╭─ EXTRACTED INFORMATION

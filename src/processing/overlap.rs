//! CIDR overlap classification and conflict detection.
//!
//! Conflict detection fails loud: a range that cannot be parsed is an error,
//! never a silent "no conflict".

use crate::models::{Cidr, CidrError, SubnetRef};
use serde::{Deserialize, Serialize};
use std::net::Ipv4Addr;

/// How range A relates to range B.
#[derive(Serialize, Deserialize, Debug, Clone, Copy, PartialEq, Eq, Hash)]
#[serde(rename_all = "snake_case")]
pub enum OverlapKind {
    /// Disjoint ranges.
    #[serde(rename = "none")]
    NoOverlap,
    /// Identical ranges.
    #[serde(rename = "exact")]
    Equal,
    /// A is a superset of B.
    Contains,
    /// A is a subset of B.
    ContainedBy,
    /// Intersecting without nesting; only reachable with non-CIDR ranges.
    Partial,
}

impl OverlapKind {
    /// The same relation seen from the other side.
    pub fn mirror(self) -> OverlapKind {
        match self {
            OverlapKind::Contains => OverlapKind::ContainedBy,
            OverlapKind::ContainedBy => OverlapKind::Contains,
            other => other,
        }
    }
}

/// Classify two inclusive `(start, end)` ranges.
pub fn classify_ranges(a: (Ipv4Addr, Ipv4Addr), b: (Ipv4Addr, Ipv4Addr)) -> OverlapKind {
    let (s_a, e_a) = (u32::from(a.0), u32::from(a.1));
    let (s_b, e_b) = (u32::from(b.0), u32::from(b.1));

    if e_a < s_b || e_b < s_a {
        OverlapKind::NoOverlap
    } else if s_a == s_b && e_a == e_b {
        OverlapKind::Equal
    } else if s_a <= s_b && e_b <= e_a {
        OverlapKind::Contains
    } else if s_b <= s_a && e_a <= e_b {
        OverlapKind::ContainedBy
    } else {
        OverlapKind::Partial
    }
}

/// Classify how block `a` relates to block `b`.
///
/// # Examples
/// ```
/// use gcp_network_planner::models::Cidr;
/// use gcp_network_planner::processing::{overlap, OverlapKind};
/// let a = Cidr::parse("10.0.0.0/16").unwrap();
/// let b = Cidr::parse("10.0.4.0/24").unwrap();
/// assert_eq!(overlap(&a, &b), OverlapKind::Contains);
/// assert_eq!(overlap(&b, &a), OverlapKind::ContainedBy);
/// ```
pub fn overlap(a: &Cidr, b: &Cidr) -> OverlapKind {
    classify_ranges(a.range(), b.range())
}

/// An existing range that overlaps a checked CIDR.
///
/// `meta` is whatever the caller attached to the range and is carried
/// through untouched.
#[derive(Serialize, Deserialize, Debug, Clone, PartialEq)]
pub struct ConflictRecord<M> {
    pub conflicting_cidr: Cidr,
    /// Relation of the checked CIDR to `conflicting_cidr`.
    pub overlap_type: OverlapKind,
    #[serde(flatten)]
    pub meta: M,
}

/// Check `input` against every candidate range.
///
/// Candidates are `(cidr text, metadata)` pairs. Any candidate that does not
/// parse aborts the check with [`CidrError::InvalidCidr`], and a
/// [`OverlapKind::Partial`] result is reported as
/// [`CidrError::UnalignedOverlap`].
pub fn detect_conflicts<'a, M, I>(input: &Cidr, candidates: I) -> Result<Vec<ConflictRecord<M>>, CidrError>
where
    I: IntoIterator<Item = (&'a str, M)>,
{
    let mut conflicts = Vec::new();

    for (cidr_text, meta) in candidates {
        let existing = Cidr::parse(cidr_text)?;
        let overlap_type = overlap(input, &existing);
        log::trace!("{input} vs {existing}: {overlap_type:?}");

        match overlap_type {
            OverlapKind::NoOverlap => {}
            OverlapKind::Partial => {
                return Err(CidrError::UnalignedOverlap {
                    a: input.to_string(),
                    b: existing.to_string(),
                })
            }
            _ => conflicts.push(ConflictRecord {
                conflicting_cidr: existing,
                overlap_type,
                meta,
            }),
        }
    }

    Ok(conflicts)
}

/// Log topology conflicts as warnings.
pub fn log_conflicts(input: &Cidr, conflicts: &[ConflictRecord<SubnetRef>]) {
    if conflicts.is_empty() {
        log::info!("No conflicts found for {input}.");
        return;
    }

    log::warn!("Found {} conflict(s) for {input}:", conflicts.len());
    for conflict in conflicts {
        log::warn!(
            "  - {} ({:?}) subnet '{}', VPC '{}', project '{}', region {}",
            conflict.conflicting_cidr,
            conflict.overlap_type,
            conflict.meta.subnet_name,
            conflict.meta.vpc_name,
            conflict.meta.project_id,
            conflict.meta.region
        );
    }
}

#[cfg(test)]
mod tests {
    use super::*;

    fn cidr(s: &str) -> Cidr {
        Cidr::parse(s).unwrap()
    }

    #[test]
    fn test_overlap_kinds() {
        assert_eq!(overlap(&cidr("10.0.0.0/24"), &cidr("10.0.1.0/24")), OverlapKind::NoOverlap);
        assert_eq!(overlap(&cidr("10.0.0.0/24"), &cidr("10.0.0.0/24")), OverlapKind::Equal);
        assert_eq!(overlap(&cidr("10.0.0.0/8"), &cidr("10.200.3.0/24")), OverlapKind::Contains);
        assert_eq!(overlap(&cidr("10.200.3.0/24"), &cidr("10.0.0.0/8")), OverlapKind::ContainedBy);
        assert_eq!(overlap(&cidr("0.0.0.0/0"), &cidr("255.255.255.255/32")), OverlapKind::Contains);
    }

    #[test]
    fn test_overlap_uses_masked_base() {
        // host bits are ignored
        assert_eq!(overlap(&cidr("10.0.0.9/24"), &cidr("10.0.0.0/24")), OverlapKind::Equal);
        assert_eq!(overlap(&cidr("10.0.0.255/25"), &cidr("10.0.0.0/25")), OverlapKind::NoOverlap);
    }

    #[test]
    fn test_overlap_is_mirrored() {
        let blocks = [
            "10.0.0.0/8", "10.1.0.0/16", "10.1.2.0/24", "10.2.0.0/16", "192.168.0.0/16", "0.0.0.0/0",
            "10.1.2.128/25",
        ];
        for a in blocks {
            for b in blocks {
                let (a, b) = (cidr(a), cidr(b));
                let ab = overlap(&a, &b);
                assert_eq!(ab.mirror(), overlap(&b, &a), "{a} vs {b}");
                assert_eq!(ab == OverlapKind::Equal, a.range() == b.range());
                assert_ne!(ab, OverlapKind::Partial);
            }
        }
    }

    #[test]
    fn test_classify_partial_ranges() {
        let a = (Ipv4Addr::new(10, 0, 0, 0), Ipv4Addr::new(10, 0, 0, 9));
        let b = (Ipv4Addr::new(10, 0, 0, 5), Ipv4Addr::new(10, 0, 0, 20));
        assert_eq!(classify_ranges(a, b), OverlapKind::Partial);
        assert_eq!(classify_ranges(b, a), OverlapKind::Partial);
    }

    #[test]
    fn test_overlap_kind_wire_names() {
        assert_eq!(serde_json::to_string(&OverlapKind::Equal).unwrap(), "\"exact\"");
        assert_eq!(serde_json::to_string(&OverlapKind::ContainedBy).unwrap(), "\"contained_by\"");
        assert_eq!(serde_json::to_string(&OverlapKind::NoOverlap).unwrap(), "\"none\"");
    }

    #[test]
    fn test_detect_conflicts_carries_meta() {
        let input = cidr("10.0.0.0/16");
        let candidates = vec![("10.0.5.0/24", "a"), ("10.1.0.0/16", "b"), ("10.0.0.0/8", "c")];
        let conflicts = detect_conflicts(&input, candidates).unwrap();
        assert_eq!(conflicts.len(), 2);
        assert_eq!(conflicts[0].meta, "a");
        assert_eq!(conflicts[0].overlap_type, OverlapKind::Contains);
        assert_eq!(conflicts[1].meta, "c");
        assert_eq!(conflicts[1].overlap_type, OverlapKind::ContainedBy);
    }

    #[test]
    fn test_detect_conflicts_fails_on_bad_range() {
        let input = cidr("10.0.0.0/16");
        let candidates = vec![("10.0.5.0/24", 1), ("not-a-cidr", 2)];
        assert!(matches!(
            detect_conflicts(&input, candidates),
            Err(CidrError::InvalidCidr(_))
        ));
    }
}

╰─

__WORK TO BE COMPLETED__:
Copy, exactly and only, the lines above that begin with the one containing "let ab = overlap(&a, &b);" and finish with the one containing "Ipv4Addr::new(10, 0, 0, 9));".

__TASK SOLUTION__:
                let ab = overlap(&a, &b);
                assert_eq!(ab.mirror(), overlap(&b, &a), "{a} vs {b}");
                assert_eq!(ab == OverlapKind::Equal, a.range() == b.range());
                assert_ne!(ab, OverlapKind::Partial);
            }
        }
    }

    #[test]
    fn test_classify_partial_ranges() {
        let a = (Ipv4Addr::new(10, 0, 0, 0), Ipv4Addr::new(10, 0, 0, 9));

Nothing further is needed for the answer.